Drama: Theatre Studies

What could this course lead to?

Primarily this course can lead to studying a wide spectrum of performance based disciplines. These courses would be directly industry focused for those who wish to pursue a career within Performing Arts.

GCSEs required

A solid GCSE in Drama is expected, a grade 5 or above at GCSE, or equivalent in English Language or Literature would also be desirable.

What will I be studying?

Theatre is a practical subject that encourages discovery through experimentation, the taking of risks and the presentation of ideas to others. It results in the development of both theatre and life skills; the building of confidence, creativity and working collaboratively.

The IB Diploma Programme theatre course is a multifaceted theatre-making course of study. It gives students the opportunity to make theatre as creators, designers, directors and performers. It emphasizes the importance of working both individually and collaboratively as part of an ensemble. It offers the opportunity to engage actively in the creative process, transforming ideas into action as inquisitive and productive artists.

Are there any trips or extracurricular activities linked to this course?

Yes, lots!

What benefits does this subject have for university entrance?

The ‘soft skills’, polished through the practical and collaborative style the course lend themselves to entrance into many diverse university courses of future study. Life skills honed are specifically enriching for those wanting to embark on courses in Law, Media, Humanities and the Arts in general. Whatever the future holds, students of IB Theatre emerge with a toolkit of transferable skills preparing them for their next steps.

What skills or learning approach do I need for this subject?

A commitment to deadlines and the ability to collaborate towards a shared aim. A passion for communication and theatre in all its forms. An ability to research and elicit original work derived from a known methodologies, dramaturgs and World Theatre traditions. A self-managing independent, motivated work ethic.

How does the Higher Level differ to the Standard Level?

At Higher Level Theatre students are required to practically explore one theatre theorist and engage with the process of creating a piece of theatre based on their theory. This is the only difference between Standard and Higher Level.

How is it assessed?

Task 1: Solo theatre piece (HL only)
Students at HL research a theatre theorist they have not previously studied, identify an aspect(s) of their theory and create and present a solo theatre piece (4–8 minutes).

Task 2: Director’s notebook (SL and HL)
Students at SL and HL choose a published play text they have not previously studied and develop ideas regarding how it could be staged for an audience.
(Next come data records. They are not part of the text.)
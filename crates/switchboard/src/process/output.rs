//! Readers for a plugin's standard streams.
//!
//! The first stdout line is the handshake; everything after it, and all of
//! stderr, is forwarded to the plugin logger by background threads.

use std::io::{self, BufRead, BufReader, Read};
use std::sync::mpsc::{self, Receiver};
use std::thread;

use tracing::{debug, warn};

use super::PROCESS_TARGET;
use crate::logger::{LogStream, PluginLogSink};

/// First line of stdout, or `None` when the plugin closed stdout first.
pub(super) type HandshakeReceiver = Receiver<io::Result<Option<String>>>;

/// Longest handshake line accepted, newline included. Matches the frame
/// header bound.
pub(super) const MAX_HANDSHAKE_LINE: u64 = 8 * 1024;

/// Reads the handshake line, failing with `InvalidData` once
/// [`MAX_HANDSHAKE_LINE`] bytes pass without a newline.
fn read_handshake_line(reader: &mut impl BufRead) -> io::Result<Option<String>> {
    let mut line = String::new();
    let mut limited = reader.take(MAX_HANDSHAKE_LINE);
    if limited.read_line(&mut line)? == 0 {
        return Ok(None);
    }
    if limited.limit() == 0 && !line.ends_with('\n') {
        return Err(io::Error::new(
            io::ErrorKind::InvalidData,
            format!("handshake line exceeds {MAX_HANDSHAKE_LINE} bytes"),
        ));
    }
    Ok(Some(line))
}

/// Starts the stdout reader.
///
/// The returned receiver yields the handshake line once; the thread then
/// pumps the remaining output into the plugin logger until EOF.
pub(super) fn spawn_stdout_reader(
    plugin: &str,
    stdout: impl Read + Send + 'static,
) -> io::Result<HandshakeReceiver> {
    let (sender, receiver) = mpsc::channel();
    let name = plugin.to_owned();
    thread::Builder::new()
        .name(format!("switchboard-stdout-{plugin}"))
        .spawn(move || {
            let mut reader = BufReader::new(stdout);
            let first = read_handshake_line(&mut reader);
            let reached_handshake = matches!(first, Ok(Some(_)));
            if sender.send(first).is_err() {
                debug!(target: PROCESS_TARGET, plugin = %name, "handshake reader abandoned");
            }
            if reached_handshake {
                pump(&name, reader, LogStream::Stdout);
            }
        })?;
    Ok(receiver)
}

/// Forwards stderr into the plugin logger until EOF.
pub(super) fn spawn_stderr_pump(plugin: &str, stderr: impl Read + Send + 'static) -> io::Result<()> {
    let name = plugin.to_owned();
    thread::Builder::new()
        .name(format!("switchboard-stderr-{plugin}"))
        .spawn(move || pump(&name, stderr, LogStream::Stderr))?;
    Ok(())
}

fn pump(plugin: &str, mut source: impl Read, stream: LogStream) {
    let mut sink = PluginLogSink::for_stream(plugin, stream);
    if let Err(err) = io::copy(&mut source, &mut sink) {
        warn!(target: PROCESS_TARGET, plugin, error = %err, "plugin output stream failed");
    }
}

#[cfg(test)]
mod tests {
    use std::io::Cursor;
    use std::time::Duration;

    use rstest::rstest;

    use super::*;

    fn oversized() -> Vec<u8> {
        vec![b'x'; 10 * 1024]
    }

    #[rstest]
    #[case::line("{\"core_version\":1}\nlater output\n", Some("{\"core_version\":1}\n"))]
    #[case::unterminated("{}", Some("{}"))]
    #[case::closed("", None)]
    fn handshake_line_is_the_first_line(#[case] input: &str, #[case] expected: Option<&str>) {
        let mut reader = Cursor::new(input.as_bytes());
        let line = read_handshake_line(&mut reader).expect("read");
        assert_eq!(line.as_deref(), expected);
    }

    #[rstest]
    fn line_at_the_limit_is_accepted() {
        let mut input = vec![b'x'; 8 * 1024 - 1];
        input.push(b'\n');
        let line = read_handshake_line(&mut Cursor::new(input))
            .expect("read")
            .expect("line");
        assert_eq!(line.len(), 8 * 1024);
    }

    #[rstest]
    fn endless_line_is_rejected() {
        let err = read_handshake_line(&mut Cursor::new(oversized())).expect_err("too long");
        assert_eq!(err.kind(), io::ErrorKind::InvalidData);
        assert!(err.to_string().contains("8192"), "{err}");
    }

    #[rstest]
    fn reader_thread_reports_an_endless_line() {
        let receiver = spawn_stdout_reader("chatty", Cursor::new(oversized())).expect("spawn");
        let first = receiver
            .recv_timeout(Duration::from_secs(2))
            .expect("reader answers");
        assert!(first.is_err());
    }
}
Task 3: Research presentation (SL and HL)
Students at SL and HL plan and deliver an individual presentation (15 minutes maximum) to their peers in which they outline and physically demonstrate their research into a convention of a theatre tradition they have not previously studied.

Task 4: Collaborative project (SL and HL)
Students at SL and HL collaboratively create and present an original piece of theatre (lasting 13–15 minutes) for and to a specified target audience, created from a starting point of their choice.

Coursework: Yes, both written and practical work to be assessed internally and externally.

Examination method

Assessment takes places entirely through coursework which is marked separately by IB examiners externally. The devised module is the sole component marked internally and externally moderated.